### Listed records
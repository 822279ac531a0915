/// An error type for the image and image processing operations.
#[derive(thiserror::Error, Debug, PartialEq)]
pub enum ImageError {
    /// Error when the data length does not match the image size.
    #[error("Data length ({0}) does not match the image size ({1})")]
    InvalidChannelShape(usize, usize),

    /// Error when two image sizes that should agree do not.
    #[error("Invalid image size. Got {0}x{1}, expected {2}x{3}")]
    InvalidImageSize(usize, usize, usize, usize),

    /// Error when a pixel coordinate is outside the image.
    #[error("Pixel index ({0}, {1}) is out of bounds ({2}, {3})")]
    PixelIndexOutOfBounds(usize, usize, usize, usize),

    /// Error when a channel index is outside the image.
    #[error("Channel index {0} is out of bounds ({1})")]
    ChannelIndexOutOfBounds(usize, usize),

    /// Error when a pixel value cannot be cast to the target type.
    #[error("Failed to cast image data")]
    CastError,

    /// A crop coordinate lies outside `0 ..= limit`.
    #[error("Supplied {name}(={value}) argument is out of bounds 0 =< {name} =< {limit}")]
    CoordinateOutOfBounds {
        /// Name of the offending coordinate, e.g. `x_start`.
        name: &'static str,
        /// Value that was supplied.
        value: i64,
        /// Inclusive upper limit for the coordinate.
        limit: usize,
    },

    /// A crop start coordinate is greater than its end coordinate.
    #[error("{start_name}(={start}) index can't be greater than {end_name}(={end})")]
    InvalidCropOrdering {
        /// Name of the start coordinate.
        start_name: &'static str,
        /// Value of the start coordinate.
        start: i64,
        /// Name of the end coordinate.
        end_name: &'static str,
        /// Value of the end coordinate.
        end: i64,
    },

    /// A crop start coordinate equals its end coordinate.
    #[error("{start_name} and {end_name} can't both have the same value (={value})")]
    DegenerateCropRange {
        /// Name of the start coordinate.
        start_name: &'static str,
        /// Name of the end coordinate.
        end_name: &'static str,
        /// The shared value.
        value: i64,
    },

    /// A scale request asked for a size that is not smaller than the current one.
    #[error("Cannot scale {axis} to {requested}: only shrinking below the current {axis} ({current}) is supported")]
    ScaleNotShrinking {
        /// The axis the request was made along.
        axis: &'static str,
        /// The requested size.
        requested: usize,
        /// The current size along the axis.
        current: usize,
    },

    /// An argument has a value the operation does not support.
    #[error("Invalid argument: {0}")]
    InvalidArgument(String),
}
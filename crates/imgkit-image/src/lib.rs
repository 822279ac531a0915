#![deny(missing_docs)]
//! Image types and traits for generating and manipulating images

/// image representation for computer vision purposes.
pub mod image;

/// Error types for the image module.
pub mod error;

/// Summary information about an image buffer.
pub mod metadata;

pub use crate::error::ImageError;
pub use crate::image::{Image, ImageDtype, ImageSize};
pub use crate::metadata::{metadata, ImageMetadata};
use imgkit_image::{Image, ImageDtype, ImageError};
use rayon::prelude::*;

use crate::padding::PaddingMode;

/// A separable 2D filter that applies horizontal and vertical 1D convolutions sequentially.
///
/// This struct caches the kernel data and precomputed offsets.
struct SeparableFilter<'a> {
    kernel_x: &'a [f32],
    kernel_y: &'a [f32],
    offsets_x: Vec<isize>,
    offsets_y: Vec<isize>,
    border: PaddingMode,
}

impl<'a> SeparableFilter<'a> {
    fn new(kernel_x: &'a [f32], kernel_y: &'a [f32], border: PaddingMode) -> Self {
        let half_x = (kernel_x.len() / 2) as isize;
        let half_y = (kernel_y.len() / 2) as isize;

        Self {
            kernel_x,
            kernel_y,
            offsets_x: (0..kernel_x.len() as isize).map(|i| i - half_x).collect(),
            offsets_y: (0..kernel_y.len() as isize).map(|i| i - half_y).collect(),
            border,
        }
    }

    /// Resolve a possibly out of range index, `None` meaning a zero contribution.
    #[inline]
    fn resolve(&self, i: isize, len: usize) -> Option<usize> {
        if i >= 0 && (i as usize) < len {
            Some(i as usize)
        } else if self.border == PaddingMode::Constant {
            None
        } else {
            Some(self.border.map_index(i, len))
        }
    }

    fn apply<T: ImageDtype, const C: usize>(&self, src: &Image<T, C>, dst: &mut Image<T, C>) {
        let rows = src.rows();
        let cols = src.cols();
        let stride = cols * C;

        let src_data = src.as_slice();
        let mut temp = vec![0.0f32; src_data.len()];

        // horizontal
        temp.par_chunks_exact_mut(stride)
            .zip(src_data.par_chunks_exact(stride))
            .for_each(|(row_temp, row_src)| {
                for c in 0..cols {
                    let mut acc = [0.0f32; C];
                    for (&k, &off) in self.kernel_x.iter().zip(self.offsets_x.iter()) {
                        if let Some(x) = self.resolve(c as isize + off, cols) {
                            let px = &row_src[x * C..(x + 1) * C];
                            for (acc_val, v) in acc.iter_mut().zip(px.iter()) {
                                *acc_val += v.to_f32() * k;
                            }
                        }
                    }
                    row_temp[c * C..(c + 1) * C].copy_from_slice(&acc);
                }
            });

        // vertical
        dst.as_slice_mut()
            .par_chunks_exact_mut(stride)
            .enumerate()
            .for_each(|(r, row_dst)| {
                for c in 0..cols {
                    let mut acc = [0.0f32; C];
                    for (&k, &off) in self.kernel_y.iter().zip(self.offsets_y.iter()) {
                        if let Some(y) = self.resolve(r as isize + off, rows) {
                            let idx = y * stride + c * C;
                            for (acc_val, v) in acc.iter_mut().zip(temp[idx..idx + C].iter()) {
                                *acc_val += v * k;
                            }
                        }
                    }
                    for (out, acc_val) in row_dst[c * C..(c + 1) * C].iter_mut().zip(acc) {
                        *out = T::from_f32(acc_val);
                    }
                }
            });
    }
}

/// Apply a separable filter with an explicit border mode.
///
/// # Arguments
///
/// * `src` - The source image with shape (H, W, C).
/// * `dst` - The destination image with shape (H, W, C).
/// * `kernel_x` - The horizontal kernel.
/// * `kernel_y` - The vertical kernel.
/// * `border` - How samples outside the image are resolved. With
///   [`PaddingMode::Constant`] they contribute zero.
pub fn separable_filter_with_border<T: ImageDtype, const C: usize>(
    src: &Image<T, C>,
    dst: &mut Image<T, C>,
    kernel_x: &[f32],
    kernel_y: &[f32],
    border: PaddingMode,
) -> Result<(), ImageError> {
    if kernel_x.is_empty() || kernel_y.is_empty() {
        return Err(ImageError::InvalidArgument(format!(
            "filter kernels must not be empty, got {}x{}",
            kernel_x.len(),
            kernel_y.len()
        )));
    }

    if src.size() != dst.size() {
        return Err(ImageError::InvalidImageSize(
            src.cols(),
            src.rows(),
            dst.cols(),
            dst.rows(),
        ));
    }

    if src.numel() == 0 {
        return Ok(());
    }

    SeparableFilter::new(kernel_x, kernel_y, border).apply(src, dst);

    Ok(())
}

/// Apply a separable filter to an image, reflecting at the borders.
///
/// Uses [`PaddingMode::Reflect101`] for samples outside the image.
///
/// # Arguments
///
/// * `src` - The source image with shape (H, W, C).
/// * `dst` - The destination image with shape (H, W, C).
/// * `kernel_x` - The horizontal kernel.
/// * `kernel_y` - The vertical kernel.
pub fn separable_filter<T: ImageDtype, const C: usize>(
    src: &Image<T, C>,
    dst: &mut Image<T, C>,
    kernel_x: &[f32],
    kernel_y: &[f32],
) -> Result<(), ImageError> {
    separable_filter_with_border(src, dst, kernel_x, kernel_y, PaddingMode::Reflect101)
}

#[cfg(test)]
mod tests {
    use super::*;
    use imgkit_image::ImageSize;

    #[test]
    fn test_separable_filter_constant_border() -> Result<(), ImageError> {
        let size = ImageSize {
            width: 5,
            height: 5,
        };

        let mut img = Image::<u8, 1>::from_size_val(size, 0)?;
        img.as_slice_mut()[12] = 255;

        let kernel_x = vec![1.0, 1.0, 1.0];
        let kernel_y = vec![1.0, 1.0, 1.0];
        let mut dst = Image::<u8, 1>::from_size_val(size, 0)?;
        separable_filter_with_border(&img, &mut dst, &kernel_x, &kernel_y, PaddingMode::Constant)?;

        #[rustfmt::skip]
        assert_eq!(
            dst.as_slice(),
            &[0, 0, 0, 0, 0,
            0, 255, 255, 255, 0,
            0, 255, 255, 255, 0,
            0, 255, 255, 255, 0,
            0, 0, 0, 0, 0]
        );
        Ok(())
    }

    #[test]
    fn test_separable_filter_reflect101_keeps_constant() -> Result<(), ImageError> {
        let size = ImageSize {
            width: 4,
            height: 3,
        };
        let img = Image::<f32, 2>::from_size_val(size, 3.0)?;
        let kernel = vec![0.2; 5];
        let mut dst = Image::<f32, 2>::from_size_val(size, 0.0)?;
        separable_filter(&img, &mut dst, &kernel, &kernel)?;
        for v in dst.as_slice() {
            approx::assert_relative_eq!(*v, 3.0, epsilon = 1e-5);
        }
        Ok(())
    }

    #[test]
    fn test_separable_filter_errors() -> Result<(), ImageError> {
        let img = Image::<f32, 1>::from_size_val(
            ImageSize {
                width: 3,
                height: 3,
            },
            0.0,
        )?;
        let mut dst = Image::<f32, 1>::from_size_val(
            ImageSize {
                width: 2,
                height: 3,
            },
            0.0,
        )?;
        assert!(matches!(
            separable_filter(&img, &mut dst, &[], &[1.0]),
            Err(ImageError::InvalidArgument(_))
        ));
        assert_eq!(
            separable_filter(&img, &mut dst, &[1.0], &[1.0]),
            Err(ImageError::InvalidImageSize(3, 3, 2, 3))
        );
        Ok(())
    }
}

### Goal of the exercise
Find each line in the records above that contains "length", and copy it.

### Written response
    /// Error when the data length does not match the image size.
    #[error("Data length ({0}) does not match the image size ({1})")]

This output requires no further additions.